L’école pourrait ainsi influencer les comportements des adolescents par son offre alimentaire, via les distributeurs par exemple4, même si la littérature est partagée à ce sujet5 6. Les comportements alimentaires des adolescents pourraient également être déterminés à l’école par des projets en matière nutritionnelle, visant, par exemple, à limiter la disponibilité des boissons sucrées. Globalement, les différents projets qui ont été évalués de façon contrôlée ont montré une influence positive de ces actions sur les comportements alimentaires des adolescents7 8. Néanmoins, ce qu’il en est au-delà des conditions contrôlées de la recherche mérite exploration.

En 2018, l’enquête Health Behaviour in School-aged Children (HBSC) a, entre autres, permis de décrire l’environnement alimentaire et les projets en matière d’alimentation des écoles. Nous avons ici analysé leur association avec les consommations alimentaires des adolescents en école secondaire en Belgique francophone. Ces analyses ont porté sur 6 017 adolescents de 120 écoles secondaires.

Les habitudes alimentaires des adolescents ont été mesurées par un court questionnaire de fréquence alimentaire.
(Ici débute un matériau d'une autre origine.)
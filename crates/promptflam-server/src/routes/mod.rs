//! HTTP route handlers.

pub mod chat;

use std::sync::Arc;

use axum::Router;
use tower_http::cors::CorsLayer;
use tower_http::trace::TraceLayer;

use crate::state::AppState;

/// Build the main Axum router with all routes.
pub fn build_router(state: Arc<AppState>) -> Router {
    Router::new()
        .nest("/api", api_routes())
        .layer(TraceLayer::new_for_http())
        .layer(CorsLayer::permissive())
        .with_state(state)
}

fn api_routes() -> Router<Arc<AppState>> {
    Router::new().merge(chat::routes())
}
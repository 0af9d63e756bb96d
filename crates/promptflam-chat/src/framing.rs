//! SSE line framing shared by the relay and the client consumer.
//!
//! Transport chunks carry no line alignment: a single `data:` line can arrive
//! split across reads, even inside a multi-byte character. `LineBuffer`
//! carries the unterminated tail between reads and only yields whole lines.

use serde_json::Value;
use tracing::debug;

/// Prefix marking a line as an event payload.
pub const DATA_PREFIX: &str = "data: ";

/// Terminal sentinel payload.
pub const DONE_TOKEN: &str = "[DONE]";

/// Carry-over buffer that turns arbitrary byte chunks into complete lines.
#[derive(Debug, Default)]
pub struct LineBuffer {
    pending: Vec<u8>,
}

impl LineBuffer {
    pub fn new() -> Self {
        Self::default()
    }

    /// Append a chunk and drain every line it completed.
    ///
    /// Lines are split on `\n` with a trailing `\r` removed. The bytes after
    /// the last newline stay buffered for the next call.
    pub fn push(&mut self, chunk: &[u8]) -> Vec<String> {
        self.pending.extend_from_slice(chunk);

        let Some(last_newline) = self.pending.iter().rposition(|&b| b == b'\n') else {
            return Vec::new();
        };

        let rest = self.pending.split_off(last_newline + 1);
        let complete = std::mem::replace(&mut self.pending, rest);

        complete[..complete.len() - 1]
            .split(|&b| b == b'\n')
            .map(decode_line)
            .collect()
    }

    /// Flush the unterminated remainder at end of stream.
    pub fn finish(&mut self) -> Option<String> {
        if self.pending.is_empty() {
            return None;
        }
        let rest = std::mem::take(&mut self.pending);
        Some(decode_line(&rest))
    }

    pub fn is_empty(&self) -> bool {
        self.pending.is_empty()
    }
}

fn decode_line(bytes: &[u8]) -> String {
    let bytes = bytes.strip_suffix(b"\r").unwrap_or(bytes);
    String::from_utf8_lossy(bytes).into_owned()
}

/// Classification of one complete line.
#[derive(Debug, Clone, PartialEq)]
pub enum Frame {
    /// A `data:` line whose payload parsed as JSON.
    Payload(Value),
    /// The terminal sentinel.
    Done,
    /// A `data:` line whose payload is not valid JSON. Skipped by callers;
    /// this is the only leniency in the protocol, and it never covers
    /// transport errors.
    Malformed(String),
    /// Blank separators, comments, `event:`/`id:` fields.
    Ignored,
}

/// Classify a complete line.
pub fn classify_line(line: &str) -> Frame {
    let Some(data) = line.strip_prefix(DATA_PREFIX) else {
        return Frame::Ignored;
    };

    if data.trim() == DONE_TOKEN {
        return Frame::Done;
    }

    match serde_json::from_str::<Value>(data) {
        Ok(value) => Frame::Payload(value),
        Err(e) => {
            debug!("Skipping malformed frame ({}): {:.80}", e, data);
            Frame::Malformed(data.to_string())
        }
    }
}
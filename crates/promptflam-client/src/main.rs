//! promptflam-ask: send a prompt through the relay and stream the answer.

use std::io::Write;

use promptflam_chat::ConversationTurn;
use promptflam_client::ChatClient;
use promptflam_core::store::{get_or, put};
use promptflam_core::{FileStore, KeyValueStore, PromptFlamConfig};
use tokio_util::sync::CancellationToken;
use tracing::info;
use tracing_subscriber::EnvFilter;

const DEFAULT_ENDPOINT: &str = "http://127.0.0.1:3000/api/chat";
const CONVERSATION_KEY: &str = "conversation";

#[tokio::main]
async fn main() -> anyhow::Result<()> {
    tracing_subscriber::fmt()
        .with_env_filter(
            EnvFilter::try_from_default_env().unwrap_or_else(|_| EnvFilter::new("warn")),
        )
        .with_writer(std::io::stderr)
        .init();

    let mut args: Vec<String> = std::env::args().skip(1).collect();
    if args.is_empty() || matches!(args[0].as_str(), "--help" | "-h" | "help") {
        println!("Usage: promptflam-ask [--new] <prompt...>");
        println!();
        println!("Options:");
        println!("  --new      Start a fresh conversation instead of continuing the last one");
        println!();
        println!("Environment:");
        println!("  PROMPTFLAM_URL        Relay endpoint (default {})", DEFAULT_ENDPOINT);
        println!("  PROMPTFLAM_DATA_DIR   Where the conversation is kept (default data)");
        return Ok(());
    }

    let fresh = args[0] == "--new";
    if fresh {
        args.remove(0);
    }
    let prompt = args.join(" ");
    if prompt.trim().is_empty() {
        anyhow::bail!("Prompt must not be empty");
    }

    let config = PromptFlamConfig::from_env()?;
    let store = FileStore::open(&config.data_paths.store_file);
    if fresh {
        store.remove(CONVERSATION_KEY)?;
    }

    let mut turns: Vec<ConversationTurn> = get_or(&store, CONVERSATION_KEY, Vec::new());
    turns.push(ConversationTurn::user(prompt));

    let endpoint = std::env::var("PROMPTFLAM_URL").unwrap_or_else(|_| DEFAULT_ENDPOINT.into());
    let client = ChatClient::new(endpoint)?;
    info!("Sending {} turns to {}", turns.len(), client.endpoint());

    let cancel = CancellationToken::new();
    let on_ctrl_c = cancel.clone();
    tokio::spawn(async move {
        if tokio::signal::ctrl_c().await.is_ok() {
            on_ctrl_c.cancel();
        }
    });

    let mut stdout = std::io::stdout();
    let response = client
        .send(
            &turns,
            |delta, _| {
                let _ = write!(stdout, "{}", delta);
                let _ = stdout.flush();
            },
            Some(&cancel),
        )
        .await?;
    println!();

    if response.aborted {
        eprintln!("(aborted)");
    }
    if !response.sources.is_empty() {
        println!();
        println!("Sources:");
        for (i, source) in response.sources.iter().enumerate() {
            let label = source.title.as_deref().unwrap_or(&source.domain);
            println!("  [{}] {} - {}", i + 1, label, source.url);
        }
    }

    turns.push(ConversationTurn::assistant(response.content));
    put(&store, CONVERSATION_KEY, &turns)?;

    Ok(())
}
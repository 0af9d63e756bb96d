//! Mapping from `promptflam_core::Error` to `{error}` JSON responses.

use axum::http::StatusCode;
use axum::response::{IntoResponse, Response};
use axum::Json;
use promptflam_chat::ErrorBody;
use promptflam_core::Error;
use tracing::error;

/// Handler error: rendered as `{"error": message}` with a status mirroring
/// the failure class.
#[derive(Debug)]
pub struct ApiError(pub Error);

impl From<Error> for ApiError {
    fn from(err: Error) -> Self {
        Self(err)
    }
}

impl IntoResponse for ApiError {
    fn into_response(self) -> Response {
        let status = StatusCode::from_u16(self.0.status_code())
            .unwrap_or(StatusCode::INTERNAL_SERVER_ERROR);

        // Internal details stay in the log.
        let message = match &self.0 {
            Error::Io(_) | Error::Json(_) | Error::Internal(_) => {
                error!("Chat API error: {}", self.0);
                "Internal server error".to_string()
            }
            other => other.to_string(),
        };

        (status, Json(ErrorBody { error: message })).into_response()
    }
}
//! Streaming chat relay for PromptFlam.
//!
//! The relay forwards a conversation to the Perplexity completions API and
//! re-encodes its SSE stream as `{content}` deltas, a trailing `{citations}`
//! event and a `[DONE]` sentinel. The same framing code decodes that stream
//! on the client side.

pub mod citations;
pub mod config;
pub mod framing;
pub mod relay;
pub mod types;

pub use config::RelayConfig;
pub use types::*;
//! PromptFlam chat relay server.

use std::sync::Arc;

use promptflam_chat::RelayConfig;
use promptflam_core::PromptFlamConfig;
use promptflam_server::{build_router, AppState};
use tracing::{info, warn};
use tracing_subscriber::EnvFilter;

#[tokio::main]
async fn main() -> anyhow::Result<()> {
    // Initialize tracing
    tracing_subscriber::fmt()
        .with_env_filter(
            EnvFilter::try_from_default_env().unwrap_or_else(|_| EnvFilter::new("info")),
        )
        .init();

    let args: Vec<String> = std::env::args().collect();

    if args.len() > 1 {
        match args[1].as_str() {
            "--help" | "-h" | "help" => {
                println!("PromptFlam: chat relay for the prompt library");
                println!();
                println!("Usage: promptflam");
                println!();
                println!("Environment:");
                println!("  HOST, PORT             Listen address (default 0.0.0.0:3000)");
                println!("  PROMPTFLAM_DATA_DIR    Data directory (default data)");
                println!("  PERPLEXITY_API_KEY     Upstream API key");
                println!("  PERPLEXITY_API_URL     Upstream endpoint override");
                println!("  PERPLEXITY_MODEL       Upstream model override");
                return Ok(());
            }
            _ => {
                eprintln!("Unknown command: {}. Use 'promptflam help' for usage.", args[1]);
                std::process::exit(1);
            }
        }
    }

    let config = PromptFlamConfig::from_env()?;
    info!("Data directory: {}", config.data_paths.root.display());

    let relay = RelayConfig::load(&config.data_paths.relay_config_file);
    if !relay.is_configured() {
        warn!("PERPLEXITY_API_KEY is not set; /api/chat will answer 500 until it is");
    }

    let state = Arc::new(AppState::new(relay)?);
    let app = build_router(state);

    let addr = config.bind_addr();
    let listener = tokio::net::TcpListener::bind(&addr).await?;
    info!("PromptFlam relay listening on {}", addr);

    axum::serve(listener, app).await?;

    Ok(())
}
Les consommations de cinq groupes alimentaires ont été analysées en « consommation quotidienne » vs. « consommation non quotidienne ». Les consommations quotidiennes de fruits, de légumes et d’eau sont en effet considérées comme des comportements alimentaires plutôt favorables à la santé, de même que les consommations non quotidiennes de chips et frites, et de boissons sucrées.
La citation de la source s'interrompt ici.